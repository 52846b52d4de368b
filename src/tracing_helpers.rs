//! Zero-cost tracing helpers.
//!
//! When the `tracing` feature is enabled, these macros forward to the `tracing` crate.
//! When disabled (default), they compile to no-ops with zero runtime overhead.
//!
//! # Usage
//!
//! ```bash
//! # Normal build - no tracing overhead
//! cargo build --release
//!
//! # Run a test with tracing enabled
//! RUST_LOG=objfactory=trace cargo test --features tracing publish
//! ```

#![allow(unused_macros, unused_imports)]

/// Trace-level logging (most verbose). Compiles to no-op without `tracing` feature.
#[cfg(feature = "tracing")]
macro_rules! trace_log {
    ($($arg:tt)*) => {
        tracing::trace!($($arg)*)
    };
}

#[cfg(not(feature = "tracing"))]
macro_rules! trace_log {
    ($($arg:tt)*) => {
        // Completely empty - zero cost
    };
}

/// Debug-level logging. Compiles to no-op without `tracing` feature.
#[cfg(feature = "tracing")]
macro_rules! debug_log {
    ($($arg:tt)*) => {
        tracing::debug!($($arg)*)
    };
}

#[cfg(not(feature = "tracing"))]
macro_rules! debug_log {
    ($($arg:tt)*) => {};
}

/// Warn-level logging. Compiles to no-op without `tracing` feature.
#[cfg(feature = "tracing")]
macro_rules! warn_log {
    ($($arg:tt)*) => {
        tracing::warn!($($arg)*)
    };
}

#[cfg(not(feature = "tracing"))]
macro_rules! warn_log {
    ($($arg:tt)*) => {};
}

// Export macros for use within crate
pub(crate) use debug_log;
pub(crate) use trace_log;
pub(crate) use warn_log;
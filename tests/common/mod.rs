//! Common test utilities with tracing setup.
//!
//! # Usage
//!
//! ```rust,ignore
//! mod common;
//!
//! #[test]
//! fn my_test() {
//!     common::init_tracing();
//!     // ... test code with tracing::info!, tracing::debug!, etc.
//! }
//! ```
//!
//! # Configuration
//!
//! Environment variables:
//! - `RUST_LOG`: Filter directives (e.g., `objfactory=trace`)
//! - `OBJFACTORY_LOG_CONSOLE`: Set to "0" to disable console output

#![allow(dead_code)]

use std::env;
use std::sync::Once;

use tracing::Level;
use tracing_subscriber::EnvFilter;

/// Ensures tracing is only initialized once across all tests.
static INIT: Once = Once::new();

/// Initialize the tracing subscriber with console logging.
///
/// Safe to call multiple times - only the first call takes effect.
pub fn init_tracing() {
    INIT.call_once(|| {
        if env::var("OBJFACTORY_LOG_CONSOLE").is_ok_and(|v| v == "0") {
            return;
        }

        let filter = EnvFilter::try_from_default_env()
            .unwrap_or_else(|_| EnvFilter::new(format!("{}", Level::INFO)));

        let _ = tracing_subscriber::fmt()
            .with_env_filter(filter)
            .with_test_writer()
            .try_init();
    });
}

==============================

PROBLEM TO SOLVE: Repeat the records. Match them exactly.

ANSWER BOX:
repository 52846b52d4de368b
filename src/tracing_helpers.rs
//! Zero-cost tracing helpers.
//!
//! When the `tracing` feature is enabled, these macros forward to the `tracing` crate.
//! When disabled (default), they compile to no-ops with zero runtime overhead.
//!
//! # Usage
//!
//! ```bash
//! # Normal build - no tracing overhead
//! cargo build --release
//!
//! # Run a test with tracing enabled
//! RUST_LOG=objfactory=trace cargo test --features tracing publish
//! ```

#![allow(unused_macros, unused_imports)]

/// Trace-level logging (most verbose). Compiles to no-op without `tracing` feature.
#[cfg(feature = "tracing")]
macro_rules! trace_log {
    ($($arg:tt)*) => {
        tracing::trace!($($arg)*)
    };
}

#[cfg(not(feature = "tracing"))]
macro_rules! trace_log {
    ($($arg:tt)*) => {
        // Completely empty - zero cost
    };
}

/// Debug-level logging. Compiles to no-op without `tracing` feature.
#[cfg(feature = "tracing")]
macro_rules! debug_log {
    ($($arg:tt)*) => {
        tracing::debug!($($arg)*)
    };
}

#[cfg(not(feature = "tracing"))]
macro_rules! debug_log {
    ($($arg:tt)*) => {};
}

/// Warn-level logging. Compiles to no-op without `tracing` feature.
#[cfg(feature = "tracing")]
macro_rules! warn_log {
    ($($arg:tt)*) => {
        tracing::warn!($($arg)*)
    };
}

#[cfg(not(feature = "tracing"))]
macro_rules! warn_log {
    ($($arg:tt)*) => {};
}

// Export macros for use within crate
pub(crate) use debug_log;
pub(crate) use trace_log;
pub(crate) use warn_log;
filename tests/common/mod.rs
//! Common test utilities with tracing setup.
//!
//! # Usage
//!
//! ```rust,ignore
//! mod common;
//!
//! #[test]
//! fn my_test() {
//!     common::init_tracing();
//!     // ... test code with tracing::info!, tracing::debug!, etc.
//! }
//! ```
//!
//! # Configuration
//!
//! Environment variables:
//! - `RUST_LOG`: Filter directives (e.g., `objfactory=trace`)
//! - `OBJFACTORY_LOG_CONSOLE`: Set to "0" to disable console output

#![allow(dead_code)]

use std::env;
use std::sync::Once;

use tracing::Level;
use tracing_subscriber::EnvFilter;

/// Ensures tracing is only initialized once across all tests.
static INIT: Once = Once::new();

/// Initialize the tracing subscriber with console logging.
///
/// Safe to call multiple times - only the first call takes effect.
pub fn init_tracing() {
    INIT.call_once(|| {
        if env::var("OBJFACTORY_LOG_CONSOLE").is_ok_and(|v| v == "0") {
            return;
        }

        let filter = EnvFilter::try_from_default_env()
            .unwrap_or_else(|_| EnvFilter::new(format!("{}", Level::INFO)));

        let _ = tracing_subscriber::fmt()
            .with_env_filter(filter)
            .with_test_writer()
            .try_init();
    });
}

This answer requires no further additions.